B - La recherche créatrice rend parfois insupportable
la misère du quotidien si elle n’est pas soutenue par une recherche de paix
intérieure.
- Le poème L’albatros de Baudelaire montre le déséquilibre du génie ; l’artiste maudit est une réalité questionnante ;
- Avec une intuition créatrice l’ego de la conscience encore égocentrique se retrouve fêlé mais non dépassé, d’où un risque d’une saison en enfers (cf. Arthur Rimbaud);
- La paix intérieure, le détachement au-delà de la conscience égocentrique est donc nécessaire pour aborder l’entreprise créatrice.

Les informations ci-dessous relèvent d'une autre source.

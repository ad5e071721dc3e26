//! Turnstile Coordination - the session-backed store the lock core talks to
//!
//! This crate provides:
//! - The `CoordinationClient` contract (ephemeral-sequential create, children
//!   listing, one-shot delete watches, delete, session notifications)
//! - Watch and session listener traits
//! - `MemoryCoordinationService`, an in-process ZooKeeper-like store
//! - `RetryPolicy` and `RetryingClient` for transient connection failures

pub mod client;
pub mod error;
pub mod listener;
pub mod memory;
pub mod model;
pub mod retry;

pub use client::CoordinationClient;
pub use error::{CoordinationError, Result};
pub use listener::{FnSessionListener, FnWatcher, SessionListener, Watcher};
pub use memory::{MemoryClient, MemoryCoordinationService, SessionStatus};
pub use model::{SessionEvent, SessionId, WatchedEvent};
pub use retry::{RetryPolicy, RetryingClient};
//! Proof of lock ownership

use std::fmt;
use std::sync::Arc;
use std::time::{Duration, Instant};

use tokio::runtime::Handle;
use tracing::{debug, info, warn};
use turnstile_coordination::{CoordinationClient, CoordinationError, RetryPolicy, SessionId};

use crate::error::Result;
use crate::metrics;

const CLEANUP_BASE_SLEEP: Duration = Duration::from_millis(100);
const CLEANUP_MAX_RETRIES: u32 = 5;
const CLEANUP_MAX_SLEEP: Duration = Duration::from_secs(2);

/// A held lock.
///
/// Release it with `release` (or `LockManager::release`). Dropping an
/// unreleased handle deletes its node in the background.
pub struct LockHandle {
    lock_key: String,
    node_path: String,
    sequence: u64,
    session_id: SessionId,
    acquired_at: Instant,
    client: Arc<dyn CoordinationClient>,
    released: bool,
}

impl fmt::Debug for LockHandle {
    fn fmt(&self, f: &mut fmt::Formatter<'_>) -> fmt::Result {
        f.debug_struct("LockHandle")
            .field("lock_key", &self.lock_key)
            .field("node_path", &self.node_path)
            .field("sequence", &self.sequence)
            .field("session_id", &self.session_id)
            .finish()
    }
}

impl LockHandle {
    pub(crate) fn new(
        lock_key: String,
        node_path: String,
        sequence: u64,
        client: Arc<dyn CoordinationClient>,
    ) -> Self {
        Self {
            lock_key,
            node_path,
            sequence,
            session_id: client.session_id(),
            acquired_at: Instant::now(),
            client,
            released: false,
        }
    }

    pub fn lock_key(&self) -> &str {
        &self.lock_key
    }

    /// Full path of the owned node
    pub fn node_path(&self) -> &str {
        &self.node_path
    }

    pub fn sequence(&self) -> u64 {
        self.sequence
    }

    /// Session that created the node
    pub fn session_id(&self) -> SessionId {
        self.session_id
    }

    pub fn held_for(&self) -> Duration {
        self.acquired_at.elapsed()
    }

    /// Delete the owned node.
    ///
    /// Succeeds when the node is already gone, whether deleted externally or
    /// removed with an expired session. Connection failures are returned and
    /// the node is then deleted in the background.
    pub async fn release(mut self) -> Result<()> {
        match delete_if_exists(self.client.as_ref(), &self.node_path).await {
            Ok(true) => {}
            Ok(false) => debug!("Lock node {} already gone at release", self.node_path),
            Err(CoordinationError::SessionExpired(session)) => debug!(
                "Session {} expired before release of {}",
                session, self.node_path
            ),
            Err(e) => return Err(e.into()),
        }
        self.released = true;
        metrics::record_released(&self.lock_key);
        info!(
            "Released lock {} ({}) after {:?}",
            self.lock_key,
            self.node_path,
            self.held_for()
        );
        Ok(())
    }
}

impl Drop for LockHandle {
    fn drop(&mut self) {
        if !self.released {
            warn!(
                "Lock handle for {} dropped without release, deleting {}",
                self.lock_key, self.node_path
            );
            spawn_cleanup(self.client.clone(), self.node_path.clone());
        }
    }
}

/// Delete a node, treating absence as success. Returns whether it existed.
pub(crate) async fn delete_if_exists(
    client: &dyn CoordinationClient,
    node_path: &str,
) -> std::result::Result<bool, CoordinationError> {
    match client.delete(node_path).await {
        Ok(()) => Ok(true),
        Err(CoordinationError::NoSuchNode(_)) => Ok(false),
        Err(e) => Err(e),
    }
}

/// Best-effort background delete, retried on connection loss.
///
/// Without a runtime the node is left to be removed with its session.
pub(crate) fn spawn_cleanup(client: Arc<dyn CoordinationClient>, node_path: String) {
    let Ok(runtime) = Handle::try_current() else {
        warn!(
            "No runtime to delete {}, it will be removed when the session ends",
            node_path
        );
        return;
    };

    runtime.spawn(async move {
        let policy = RetryPolicy::new(CLEANUP_BASE_SLEEP, CLEANUP_MAX_RETRIES, CLEANUP_MAX_SLEEP);
        let deleted = policy
            .run("lock node cleanup", || {
                delete_if_exists(client.as_ref(), &node_path)
            })
            .await;
        match deleted {
            Ok(_) => debug!("Cleaned up lock node {}", node_path),
            Err(CoordinationError::SessionExpired(_)) => {
                debug!("Lock node {} went away with its session", node_path)
            }
            Err(e) => warn!("Failed to clean up lock node {}: {}", node_path, e),
        }
    });
}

C - Cette expérience intérieure de l’intensification
de la joie créatrice dans l’approfondissement de la paix intérieure prouve que
le désir n’est pas essentiellement souffrance mais joie.
Conclusion
[Synthèse de la progression]
Face à la souffrance due au désir nous avons d’abord besoin de voir qu’il est
possible d’en sortir. Le détachement du désir qu’offre la vacuité de la
conscience est donc bénéfique mais pourquoi affirmer que la vie est souffrance
et que le désir est nécessairement insatisfait par nature ? Celui qui
saura surmonter son égocentrisme dans sa manière de vivre le désir pourra découvrir
le contentement d’exister. La vie surgit de la vacuité avant même que notre ego
surgisse en périphérie, le plaisir d’exister est donc sans aucun objet sans
aucune représentation d’un ego. La vacuité embrasse la vie et la vie surgit de
la vacuité. Être en harmonie avec la vie est possible malgré la douleur et les
souffrances mais souvent il faut aussi accepter d’en passer par la souffrance
pour s’en approcher. L’amour charité est une forme purifiée de désir. Le désir
avant de devenir la quête d’un ego égocentrique consommateur est et demeure
l’élan créateur d’où surgit toute chose. Participer de plus en plus
consciemment à cette évolution créatrice revient à ressentir de plus en plus
intensément l’évolution consciente de la conscience. Un plaisir extatique est
lié à l’élargissement de la vie : c’est la joie créatrice. Décidemment
l’univers n’est pas une poussée aveugle et absurde. C’est la souffrance qui est
la défiguration de la joie de l’évolution créatrice. D’ailleurs on notera que
ceux qui jugent que désirer et vivre sont souffrances n’œuvrent pas à la
solution, ils font partie du problème évolutif en cours.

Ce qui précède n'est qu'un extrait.